Mari Paz Moreno dit dans le documentaire qu'elle a souligné précisément parce que « je voulais apprendre l'anglais ». Elle était une jeune femme de formation, travaillait à Europa Press et avait un monde anxieux. Quand il est arrivé, il a découvert que l'atmosphère urbaine était « un cimetière » dans lequel, à six ans dans l'après-midi, il n'y avait plus où « prendre un café ». Mais en retour, il conclut: « Dans beaucoup de choses, » l'Australie « était un pays avec un avenir », tandis que l'Espagne, alors, était un pays avec le passé « . L'histoire de l'Australie a été écrite avec les noms, parmi des milliers d'Espagnols, des femmes telles que Carmina Álvarez Patallo, Juli de la Rosa, Puri Paredes, Mari Cruz Vázquez, Maruja Vesuña, Irene González, Cruz Pereira, Ana MARía Godino, María José Ugarte, Tereasa Santamaría, María José Ugarte, Teresa Santamaría, MARía José Ugarte, Tereasa Santama. García, Genoveva Mateo, María Cruz del Ala. González ou Begoña Zubiaur, et des hommes, tels que Francisco Javier Montero, Vulcano Mateo ou Eulogio Altuna, qui à 93 ans, et déjà de retour à Donostia, est la mémoire vivante des coupeurs de cane.
Ortiz Ceberio explique que « le premier n'a pas payé le billet ». Tandis que ce qui suit, après l'effet appelé, « a dû payer une partie ». Le reste était en charge des différentes administrations intéressées par ces migrations.
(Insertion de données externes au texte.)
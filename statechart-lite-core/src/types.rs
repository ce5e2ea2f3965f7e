//! Shared runtime types: events, machine status, and snapshots.

use serde::{Deserialize, Serialize};
use serde_json::Value;

/// Index into the state graph arena. Arena order is document order, so
/// comparing `NodeId`s compares document positions.
pub type NodeId = usize;

/// Context key the engine writes the current event payload under.
pub const KEY_EVENT: &str = "_event";
/// Context key a service's success value lands under.
pub const KEY_RESULT: &str = "_result";
/// Context key a service's error message lands under.
pub const KEY_ERROR: &str = "_error";

/// An event as it travels through a machine's queue.
#[derive(Clone, Debug)]
pub struct Event {
    pub kind: EventKind,
    pub payload: Option<Value>,
}

#[derive(Clone, Debug, PartialEq)]
pub enum EventKind {
    /// External or self-raised event, matched by exact name.
    Named(String),
    /// Synthetic fire of an `after` timer. Matches only the transition
    /// carrying the same timer id on the owning node.
    TimerFired { node: NodeId, timer_id: String },
    /// A compound or parallel state completed (reached final).
    Done { node: NodeId },
    /// An invoked service resolved; payload carries the returned value.
    ServiceDone { node: NodeId, invocation: u64 },
    /// An invoked service failed; payload carries the error message.
    ServiceFailed { node: NodeId, invocation: u64 },
}

impl Event {
    pub fn named(name: impl Into<String>) -> Self {
        Self {
            kind: EventKind::Named(name.into()),
            payload: None,
        }
    }

    pub fn with_payload(name: impl Into<String>, payload: Value) -> Self {
        Self {
            kind: EventKind::Named(name.into()),
            payload: Some(payload),
        }
    }

    /// Display form used for monitor records and logs.
    pub fn display_name(&self) -> String {
        match &self.kind {
            EventKind::Named(name) => name.clone(),
            EventKind::TimerFired { timer_id, .. } => format!("after:{timer_id}"),
            EventKind::Done { .. } => "onDone".to_string(),
            EventKind::ServiceDone { .. } => "onDone(service)".to_string(),
            EventKind::ServiceFailed { .. } => "onError(service)".to_string(),
        }
    }
}

/// Machine lifecycle status.
#[derive(Clone, Debug, PartialEq, Eq, Serialize, Deserialize)]
pub enum MachineStatus {
    /// Built and bound, event loop parked until `start`.
    Constructed,
    /// Handling events.
    Running,
    /// An action callback failed. The machine still accepts events.
    Error,
    /// Exit actions have run, timers and services are cancelled.
    /// `terminal` is set when a top-level final state was reached.
    Stopped { terminal: bool },
}

impl MachineStatus {
    pub fn is_stopped(&self) -> bool {
        matches!(self, MachineStatus::Stopped { .. })
    }

    /// Events are processed in `Running` and `Error`; everything else
    /// drops them.
    pub fn accepts_events(&self) -> bool {
        matches!(self, MachineStatus::Running | MachineStatus::Error)
    }
}

/// Point-in-time copy of a machine's externally visible state, published
/// on a watch channel after every macrostep. External context reads go
/// through this snapshot; the live map stays confined to the event loop.
#[derive(Clone, Debug)]
pub struct MachineSnapshot {
    pub status: MachineStatus,
    /// All entered fully-qualified ids, document order.
    pub configuration: Vec<String>,
    /// Atomic/final leaves only, document order.
    pub leaves: Vec<String>,
    pub context: serde_json::Map<String, Value>,
}

impl MachineSnapshot {
    pub(crate) fn empty() -> Self {
        Self {
            status: MachineStatus::Constructed,
            configuration: Vec::new(),
            leaves: Vec::new(),
            context: serde_json::Map::new(),
        }
    }

    /// Semicolon-joined state string: one fq id per leaf, or every entered
    /// ancestor when `leaf_only` is false.
    pub fn state_string(&self, leaf_only: bool) -> String {
        if leaf_only {
            self.leaves.join(";")
        } else {
            self.configuration.join(";")
        }
    }
}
S'ils sont morts de chagrin et voulaient revenir avant l'âge de deux ans, ils devaient payer leur dette, en plus du billet de retour. Malgré tout, pour beaucoup, la perspective en Espagne n'était pas meilleure et lorsque l'accord entre les pays «il y avait des centaines et des centaines de femmes» est terminé, «demandant à venir en Australie», explique le chercheur.

Normalement, ceux qui étaient déjà « silencieux » à quel point ils ont passé à servir dans les maisons, dans un pays dont ils ne connaissaient pas la langue. Pour donner un «soutien spirituel» et aider les problèmes qui se sont présentés au travail, ou lorsque son humeur a faibli, l'église a envoyé trois «pose sœurs»: Paquita Bretón, María Luisa Erro et Mari Carmen Cervera. Là, il est connu comme le «mal de l'immigrant ou du mal de l'Australie», dit le professeur, «dépression» et «désespoir» pour être «loin de tout». Sans s'échapper sur l'île, à distance « impossible à gagner ».